One of the distinctive marks of Fukien province was the large number of dialects spoken by the people. Most missionaries lived upcountry with little or no contact with other foreigners and because of the language problems they did not move about much. Even the Chinese church workers were limited in this respect.

The first work in the area began at Foochow in 1850 but in the 1880s it spread to Funing, Kutien, Lienkong and Loyuan and in the 1890s stations opened at Hinghwa, Kienow, Ningteh and Futsing. The development of the work warranted the mission being set up as an administrative unit in 1900 and in 1906 a diocese was formed with H McC E Price, a CMS missionary in Japan, as its first bishop. He was followed by John Hind who served from 1918 to his retirement in 1940. Bishop Hind was a missionary sent out through the Dublin University Fukien Mission. This had been founded in 1885 to recruit CMS missionaries from the university and to support them financially. DUFM dealt directly with CMS London, not with the mission secretary in Fukien. Together with the CEZMS which had many women workers in the province the three societies formed a strong partnership.

The process of diocesanisation was urged by Bishop Price from 1918 onwards and to some extent was spurred on by the recurring financial difficulties and retrenchment of the 1920s, but as with other missions, progress was slow and transfer of authority was not completed until 1930. Even then the hospitals and dispensaries, which were numerous and widespread, were not accepted by the diocese, but continued under the Medical Mission Auxiliary, controlled from London. They were finally transferred in the 1940s by which time CMS had completed its gradual withdrawal of financial support.
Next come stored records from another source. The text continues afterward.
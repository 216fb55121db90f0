//! Values bound to PostgreSQL statements, built from JSON payloads or raw query-string args.
//!
//! Every value travels as text and the statement decides its type: write paths cast
//! `$n::text::<column type>`, caller filter args are cast to the type PostgreSQL infers for
//! them (see `cast_placeholders`). PostgreSQL's own input functions do the conversion, so a
//! value such as `"007"` reaches a text column unchanged.

use serde_json::Value;
use sqlx::encode::{Encode, IsNull};
use sqlx::postgres::{PgTypeInfo, Postgres};
use sqlx::{Database, Type};

#[derive(Clone, Debug, PartialEq)]
pub enum PgBindValue {
    Null,
    Text(String),
}

impl PgBindValue {
    pub fn text(s: impl Into<String>) -> Self {
        PgBindValue::Text(s.into())
    }

    /// Render a JSON payload value as input text for a column of `reg_type`.
    /// JSON arrays become array literals for array columns and JSON text otherwise.
    pub fn from_json(v: &Value, reg_type: &str) -> Self {
        match v {
            Value::Null => PgBindValue::Null,
            Value::String(s) => PgBindValue::Text(s.clone()),
            Value::Array(items) if reg_type.ends_with("[]") => PgBindValue::Text(array_literal(items)),
            other => PgBindValue::Text(other.to_string()),
        }
    }

    /// Query-string args are passed through verbatim; the statement gives them their type.
    pub fn from_query_arg(s: &str) -> Self {
        PgBindValue::Text(s.to_string())
    }
}

/// `[1, "a b", null, [2]]` to `{1,"a b",NULL,{2}}`. Strings are always quoted so `"NULL"`
/// stays a string.
pub fn array_literal(items: &[Value]) -> String {
    let elems: Vec<String> = items
        .iter()
        .map(|item| match item {
            Value::Null => "NULL".to_string(),
            Value::Array(inner) => array_literal(inner),
            Value::String(s) => quote_array_element(s),
            Value::Object(_) => quote_array_element(&item.to_string()),
            Value::Bool(_) | Value::Number(_) => item.to_string(),
        })
        .collect();
    format!("{{{}}}", elems.join(","))
}

fn quote_array_element(s: &str) -> String {
    format!("\"{}\"", s.replace('\\', "\\\\").replace('"', "\\\""))
}

impl<'q> Encode<'q, Postgres> for PgBindValue {
    fn encode_by_ref(
        &self,
        buf: &mut <Postgres as Database>::ArgumentBuffer<'q>,
    ) -> Result<IsNull, Box<dyn std::error::Error + Send + Sync>> {
        match self {
            PgBindValue::Null => Ok(IsNull::Yes),
            PgBindValue::Text(s) => <&str as Encode<Postgres>>::encode_by_ref(&s.as_str(), buf),
        }
    }
}

impl Type<Postgres> for PgBindValue {
    fn type_info() -> PgTypeInfo {
        <String as Type<Postgres>>::type_info()
    }
}
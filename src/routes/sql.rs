//! Admin SQL execution route, mounted under `/api`.

use crate::handlers::sql::execute_sql;
use crate::state::AppState;
use axum::{routing::post, Router};

pub fn sql_routes(state: AppState) -> Router {
    Router::new()
        .route("/sql/execute", post(execute_sql))
        .with_state(state)
}
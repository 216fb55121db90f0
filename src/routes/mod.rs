//! Route tables and the assembled application router.

mod common;
mod data;
mod schema;
mod sql;

pub use common::common_routes;
pub use data::data_routes;
pub use schema::schema_routes;
pub use sql::sql_routes;

use crate::state::AppState;
use axum::Router;
use tower_http::limit::RequestBodyLimitLayer;

/// Full application: common routes at the root, everything else under `/api`.
pub fn router(state: AppState) -> Router {
    let body_limit = state.config.body_limit_bytes;
    let api = Router::new()
        .merge(data_routes(state.clone()))
        .merge(schema_routes(state.clone()))
        .merge(sql_routes(state.clone()));
    Router::new()
        .merge(common_routes(state))
        .nest("/api", api)
        .layer(RequestBodyLimitLayer::new(body_limit))
}
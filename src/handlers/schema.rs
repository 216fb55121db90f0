//! Schema introspection and table settings handlers.

use crate::error::AppError;
use crate::extractors::Identity;
use crate::response::success_one_ok;
use crate::schema::{load_schema_names, schema_stats};
use crate::state::AppState;
use axum::{
    extract::{Path, Query, State},
    response::IntoResponse,
    Json,
};
use serde::Deserialize;
use serde_json::Value;

#[derive(Debug, Default, Deserialize)]
pub struct TablesQuery {
    #[serde(default)]
    pub reload: bool,
}

/// The published tables map; `?reload=true` re-introspects first.
pub async fn get_tables(
    State(state): State<AppState>,
    Query(query): Query<TablesQuery>,
) -> Result<impl IntoResponse, AppError> {
    let tables = if query.reload {
        state.schema.reload(&state.pool).await?
    } else {
        state.schema.snapshot()
    };
    Ok(success_one_ok(tables))
}

pub async fn get_table(
    State(state): State<AppState>,
    Path(table): Path<String>,
) -> Result<impl IntoResponse, AppError> {
    Ok(success_one_ok(state.schema.table(&table)?))
}

pub async fn get_schema_names(State(state): State<AppState>) -> Result<impl IntoResponse, AppError> {
    let names = load_schema_names(&state.pool).await?;
    Ok(success_one_ok(names))
}

pub async fn get_stats(State(state): State<AppState>) -> Result<impl IntoResponse, AppError> {
    let stats = schema_stats(&state.pool, state.schema.schema_name()).await?;
    Ok(success_one_ok(stats))
}

pub async fn get_table_settings(
    State(state): State<AppState>,
    Path(table): Path<String>,
) -> Result<impl IntoResponse, AppError> {
    let table = state.schema.table(&table)?;
    Ok(success_one_ok(state.settings.get(&table)))
}

pub async fn update_table_settings(
    State(state): State<AppState>,
    identity: Identity,
    Path(table): Path<String>,
    Json(partial): Json<Value>,
) -> Result<impl IntoResponse, AppError> {
    let table = state.schema.table(&table)?;
    let settings = state.settings.update(&state.pool, &table, &partial).await?;
    tracing::info!(table = %table.name, user = identity.principal(), "settings patched");
    Ok(success_one_ok(settings))
}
CMS work was widespread in both education and medicine. There were hospitals with dispensaries in many places, the largest at Hinghwa begun in 1894 by Birdwood van Someren Taylor, who was principal of the Union Medical College in Foochow from its opening in 1911 until 1918. The college, a joint venture of Anglicans, American Congregationalists and Methodist Episcopalians closed in 1922. In 1937 another cooperative venture between CMS and the Methodist Episcopal Mission began at Sienyu. The Christian Union Hospital provided training for maternity nurses, who could help in the development of maternity and child units, particularly in the villages.

In education Fukien mission was responsible for more schools and training institutions than any other of the CMS missions in China. As well as elementary schools in villages, boarding schools, boys and women’s schools there was a divinity college at Foochow, theological classes at Hinghwa and Kienning, a teacher training school and the Stewart Memorial College for Bible Women in Foochow.
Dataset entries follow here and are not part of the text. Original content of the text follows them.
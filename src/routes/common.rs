//! Common routes: health, readiness, version.

use crate::state::AppState;
use axum::{extract::State, http::StatusCode, routing::get, Json, Router};
use serde::Serialize;

#[derive(Serialize)]
struct HealthBody {
    status: &'static str,
}

#[derive(Serialize)]
struct ReadyBody {
    status: &'static str,
    database: &'static str,
    tables: usize,
}

async fn health() -> Json<HealthBody> {
    Json(HealthBody { status: "ok" })
}

async fn ready(State(state): State<AppState>) -> Result<Json<ReadyBody>, (StatusCode, Json<ReadyBody>)> {
    let tables = state.schema.snapshot().len();
    if sqlx::query("SELECT 1").fetch_optional(&state.pool).await.is_err() {
        return Err((
            StatusCode::SERVICE_UNAVAILABLE,
            Json(ReadyBody {
                status: "degraded",
                database: "unavailable",
                tables,
            }),
        ));
    }
    Ok(Json(ReadyBody {
        status: "ok",
        database: "ok",
        tables,
    }))
}

async fn version() -> Json<serde_json::Value> {
    Json(serde_json::json!({
        "name": env!("CARGO_PKG_NAME"),
        "version": env!("CARGO_PKG_VERSION")
    }))
}

/// GET /health, GET /ready (database ping), GET /version.
pub fn common_routes(state: AppState) -> Router {
    Router::new()
        .route("/health", get(health))
        .route("/ready", get(ready))
        .route("/version", get(version))
        .with_state(state)
}
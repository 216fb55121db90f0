//! Request extractors.

mod identity;
pub use identity::*;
CMS shared in a number of ecumenical projects in Foochow, including Fukien Christian University ( mainly American and started in 1916), the Union Kindergarten Training School (CMS and CEZMS sharing with the American Board of Commissioners for Foreign Missions and the Methodist Episcopal Mission) and the Foochow Christian Women’s School of Industrial Arts planned by CMS, CEZMS and the American Board and started in the early 1920s.

The Foochow Union Theological School which was opened in 1912 was a joint co-operative venture in Christian higher education by six Protestant missions. The co-operation ended in part because of differences in outlook and working practices between the American missions and CMS. There was also difficulty in finding educationally well-equipped candidates for the ministry which several missionaries acknowledged was caused by sheer lack of training offered by the mission.

The CMS Archives reveal much about Chinese history and culture. They record the collision between western and indigenous cultures and the changes that resulted from this. They describe the introduction of western medicine, the establishment of schools and the confrontations and compromises between differing religious beliefs. The papers are a rich source for ethnologists, social historians and all those trying to understand China before and after missionary intervention.